In a recent online discussion with a new music consultant called Hagop, we discussed the best ways for new bands to get in touch with mp3 bloggers like me.
My first piece of advice was “tape bottle of gin to promo LP sleeve”, but this, and “include naked photos” was removed from the final broadcast, the editing of which made us both sound like intelligent, rational human beings. I know the truth.
Where was I? Oh yes – the point we stumbled up on was that of the emails sent to request a listen of their songs, those which read like the following, against all the odds, often pointed towards the best bands:
from: The Band’s Drummer
date: 11 July 2010 01:02
subject: My band, yeah?
Check us out: www.myspace.com/mygenericband
And so it was that when The Spills got in touch, their email template was virtually identical to the one above. This simple act rattled me with the zesty zing of anticipatory thrills, and thankfully these were not misplaced.

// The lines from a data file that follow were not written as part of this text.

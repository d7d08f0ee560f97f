use serde::{Deserialize, Serialize};
use std::collections::HashSet;
use std::path::Path;

#[derive(Debug, Clone, Default, Deserialize, Serialize)]
#[serde(default)]
pub struct Config {
    pub server: ServerConfig,
    pub pricing: PricingConfig,
    pub materials: MaterialsConfig,
    pub uploads: UploadConfig,
    pub analysis: AnalysisConfig,
    pub payment: PaymentConfig,
    pub metrics: MetricsConfig,
}

#[derive(Debug, Clone, Deserialize, Serialize)]
#[serde(default)]
pub struct ServerConfig {
    pub host: String,
    pub port: u16,
    pub log_level: String,
    /// `json` or `pretty`
    pub log_format: String,
    pub cors_allowed_origins: Vec<String>,
    pub max_body_bytes: usize,
}

impl Default for ServerConfig {
    fn default() -> Self {
        Self {
            host: "0.0.0.0".to_string(),
            port: 5000,
            log_level: "info".to_string(),
            log_format: "pretty".to_string(),
            cors_allowed_origins: vec!["http://localhost:3000".to_string()],
            max_body_bytes: 100 * 1024 * 1024,
        }
    }
}

#[derive(Debug, Clone, Deserialize, Serialize)]
#[serde(default)]
pub struct PricingConfig {
    pub machine_rate_per_hour: f64,
    pub overhead_rate: f64,
    pub profit_margin_rate: f64,
    pub rush_multiplier: f64,
    /// Complexity score treated as neutral
    pub complexity_baseline: f64,
    /// Fraction of time cost swung per unit of complexity deviation
    pub complexity_weight: f64,
    /// Adjustments smaller than this (absolute) are left out of the breakdown
    pub adjustment_line_threshold: f64,
    pub currency: String,
    pub quote_validity_hours: i64,
    /// Highest matching `min_quantity` wins
    pub quantity_discounts: Vec<QuantityDiscountTier>,
}

impl Default for PricingConfig {
    fn default() -> Self {
        Self {
            machine_rate_per_hour: 5.0,
            overhead_rate: 0.10,
            profit_margin_rate: 0.20,
            rush_multiplier: 1.5,
            complexity_baseline: 50.0,
            complexity_weight: 0.2,
            adjustment_line_threshold: 0.5,
            quantity_discounts: vec![
                QuantityDiscountTier {
                    min_quantity: 10,
                    rate: 0.10,
                },
                QuantityDiscountTier {
                    min_quantity: 5,
                    rate: 0.05,
                },
            ],
            currency: "USD".to_string(),
            quote_validity_hours: 24,
        }
    }
}

#[derive(Debug, Clone, Copy, PartialEq, Deserialize, Serialize)]
pub struct QuantityDiscountTier {
    pub min_quantity: u32,
    pub rate: f64,
}

#[derive(Debug, Clone, Deserialize, Serialize)]
#[serde(default)]
pub struct MaterialsConfig {
    pub default_material: String,
    /// Resolution order for substring matching follows this list
    pub catalog: Vec<MaterialConfig>,
}

impl Default for MaterialsConfig {
    fn default() -> Self {
        Self {
            default_material: "PLA".to_string(),
            catalog: vec![
                MaterialConfig::new("PLA", "PLA Basic", 0.05, 1.24, 1.0),
                MaterialConfig::new("ABS", "ABS", 0.07, 1.04, 1.2),
                MaterialConfig::new("PETG", "PETG", 0.08, 1.27, 1.15),
                MaterialConfig::new("TPU", "TPU Flexible", 0.15, 1.21, 1.5),
            ],
        }
    }
}

#[derive(Debug, Clone, Deserialize, Serialize)]
pub struct MaterialConfig {
    pub key: String,
    #[serde(default)]
    pub display_name: Option<String>,
    pub cost_per_gram: f64,
    pub density: f64,
    #[serde(default = "default_machine_multiplier")]
    pub machine_multiplier: f64,
    #[serde(default = "default_true")]
    pub available: bool,
}

impl MaterialConfig {
    fn new(
        key: &str,
        display_name: &str,
        cost_per_gram: f64,
        density: f64,
        machine_multiplier: f64,
    ) -> Self {
        Self {
            key: key.to_string(),
            display_name: Some(display_name.to_string()),
            cost_per_gram,
            density,
            machine_multiplier,
            available: true,
        }
    }
}

fn default_machine_multiplier() -> f64 {
    1.0
}

fn default_true() -> bool {
    true
}

#[derive(Debug, Clone, Deserialize, Serialize)]
#[serde(default)]
pub struct UploadConfig {
    pub directory: String,
    pub max_file_size_bytes: u64,
    pub allowed_extensions: Vec<String>,
    pub max_age_hours: u64,
}

impl Default for UploadConfig {
    fn default() -> Self {
        Self {
            directory: "uploads".to_string(),
            max_file_size_bytes: 100 * 1024 * 1024,
            allowed_extensions: vec![".stl".to_string(), ".obj".to_string(), ".ply".to_string()],
            max_age_hours: 24,
        }
    }
}

#[derive(Debug, Clone, Default, Deserialize, Serialize)]
#[serde(default)]
pub struct AnalysisConfig {
    /// Artificial delay applied by the placeholder slicer
    pub simulated_latency_ms: u64,
}

#[derive(Debug, Clone, Copy, PartialEq, Eq, Default, Deserialize, Serialize)]
#[serde(rename_all = "lowercase")]
pub enum PaymentProvider {
    #[default]
    Sandbox,
    Paypal,
}

#[derive(Debug, Clone, Deserialize, Serialize)]
#[serde(default)]
pub struct PaymentConfig {
    pub provider: PaymentProvider,
    /// Settled orders (completed, denied, refunded) are dropped from the
    /// ledger this long after their last update; receipts go with them
    pub order_retention_hours: i64,
    pub paypal: PayPalConfig,
}

impl Default for PaymentConfig {
    fn default() -> Self {
        Self {
            provider: PaymentProvider::default(),
            order_retention_hours: 168,
            paypal: PayPalConfig::default(),
        }
    }
}

#[derive(Debug, Clone, Deserialize, Serialize)]
#[serde(default)]
pub struct PayPalConfig {
    pub client_id: String,
    pub client_secret: String,
    /// Empty disables webhook header verification
    pub webhook_id: String,
    pub sandbox: bool,
    /// Overrides the sandbox/live URL when set
    pub base_url: Option<String>,
    pub timeout_seconds: u64,
    pub brand_name: String,
    pub return_url: String,
    pub cancel_url: String,
}

impl Default for PayPalConfig {
    fn default() -> Self {
        Self {
            client_id: String::new(),
            client_secret: String::new(),
            webhook_id: String::new(),
            sandbox: true,
            base_url: None,
            timeout_seconds: 30,
            brand_name: "3D Print Quoting Service".to_string(),
            return_url: "http://localhost:3000/payment/success".to_string(),
            cancel_url: "http://localhost:3000/payment/cancel".to_string(),
        }
    }
}

impl PayPalConfig {
    pub fn api_base_url(&self) -> &str {
        match &self.base_url {
            Some(url) => url.trim_end_matches('/'),
            None if self.sandbox => "https://api.sandbox.paypal.com",
            None => "https://api.paypal.com",
        }
    }
}

#[derive(Debug, Clone, Deserialize, Serialize)]
#[serde(default)]
pub struct MetricsConfig {
    pub enabled: bool,
    pub endpoint: String,
}

impl Default for MetricsConfig {
    fn default() -> Self {
        Self {
            enabled: true,
            endpoint: "/metrics".to_string(),
        }
    }
}

/// Load configuration from an optional TOML file layered under
/// `PRINT_QUOTE__*` environment variables.
pub fn load_config(path: &Path) -> anyhow::Result<Config> {
    let config = config::Config::builder()
        .add_source(config::File::from(path).required(false))
        .add_source(config::Environment::with_prefix("PRINT_QUOTE").separator("__"))
        .build()?;

    let cfg: Config = config.try_deserialize()?;
    validate_config(&cfg)?;

    Ok(cfg)
}

pub fn validate_config(cfg: &Config) -> anyhow::Result<()> {
    let pricing = &cfg.pricing;

    if !(pricing.machine_rate_per_hour.is_finite() && pricing.machine_rate_per_hour >= 0.0) {
        anyhow::bail!("pricing.machine_rate_per_hour must be a non-negative number");
    }
    for (name, rate) in [
        ("overhead_rate", pricing.overhead_rate),
        ("profit_margin_rate", pricing.profit_margin_rate),
        ("complexity_weight", pricing.complexity_weight),
    ] {
        if !(rate.is_finite() && rate >= 0.0) {
            anyhow::bail!("pricing.{} must be a non-negative number", name);
        }
    }
    if !(pricing.rush_multiplier.is_finite() && pricing.rush_multiplier >= 1.0) {
        anyhow::bail!("pricing.rush_multiplier must be at least 1.0");
    }
    if !(pricing.complexity_baseline.is_finite() && pricing.complexity_baseline > 0.0) {
        anyhow::bail!("pricing.complexity_baseline must be positive");
    }
    for tier in &pricing.quantity_discounts {
        if tier.min_quantity == 0 {
            anyhow::bail!("Quantity discount tiers must start at quantity 1 or above");
        }
        if !(0.0..1.0).contains(&tier.rate) {
            anyhow::bail!(
                "Quantity discount for {}+ units must be in [0, 1), got {}",
                tier.min_quantity,
                tier.rate
            );
        }
    }
    if pricing.quote_validity_hours <= 0 {
        anyhow::bail!("pricing.quote_validity_hours must be positive");
    }
    if cfg.payment.order_retention_hours <= 0 {
        anyhow::bail!("payment.order_retention_hours must be positive");
    }

    if cfg.materials.catalog.is_empty() {
        anyhow::bail!("At least one material must be configured");
    }
    let mut seen = HashSet::new();
    for material in &cfg.materials.catalog {
        let key = material.key.trim().to_uppercase();
        if key.is_empty() {
            anyhow::bail!("Material key cannot be empty");
        }
        if !seen.insert(key.clone()) {
            anyhow::bail!("Duplicate material key: {}", key);
        }
        if !(material.cost_per_gram.is_finite() && material.cost_per_gram > 0.0) {
            anyhow::bail!("Material '{}' must have a positive cost_per_gram", key);
        }
        if !(material.machine_multiplier.is_finite() && material.machine_multiplier >= 0.0) {
            anyhow::bail!("Material '{}' must have a non-negative machine_multiplier", key);
        }
    }
    if !seen.contains(&cfg.materials.default_material.trim().to_uppercase()) {
        anyhow::bail!(
            "Default material '{}' is not in the catalog",
            cfg.materials.default_material
        );
    }

    if cfg.uploads.allowed_extensions.is_empty() {
        anyhow::bail!("At least one upload extension must be allowed");
    }

    match cfg.server.log_format.as_str() {
        "json" | "pretty" => {}
        other => anyhow::bail!("Invalid log_format '{}', expected 'json' or 'pretty'", other),
    }

    if cfg.payment.provider == PaymentProvider::Paypal {
        if cfg.payment.paypal.client_id.is_empty() {
            anyhow::bail!("PayPal client ID is required when payment.provider = \"paypal\"");
        }
        if cfg.payment.paypal.client_secret.is_empty() {
            anyhow::bail!("PayPal client secret is required when payment.provider = \"paypal\"");
        }
    }

    Ok(())
}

There are a thousand bands born every year that sound a bit like The Spills, but very few that elevate these bands above the average, the mediocre or away from well-trodden rock roads.
A Botched Goodbye does nothing drastically different to the bands that became The Spills’ starting points – Pavement, happily, being one – and yet novelty lurks.
The hardest decisions a band needs to make are the ones that consciously move them away from bands that have been there before them. A lot of bands don’t make them at all, end up sounding just like the rest, and their hard work gets lost in a generic rock fog.
The Spills sound familiar and different. This means that any seasoned rock fan will slip in and settle comfortably with their songs, and yet there are enough rough edges, unexpected quirks and sonic curve-balls to bring a smile to those ears tainted by cynicism.
Good rock is hard to get right. The Spills can do it.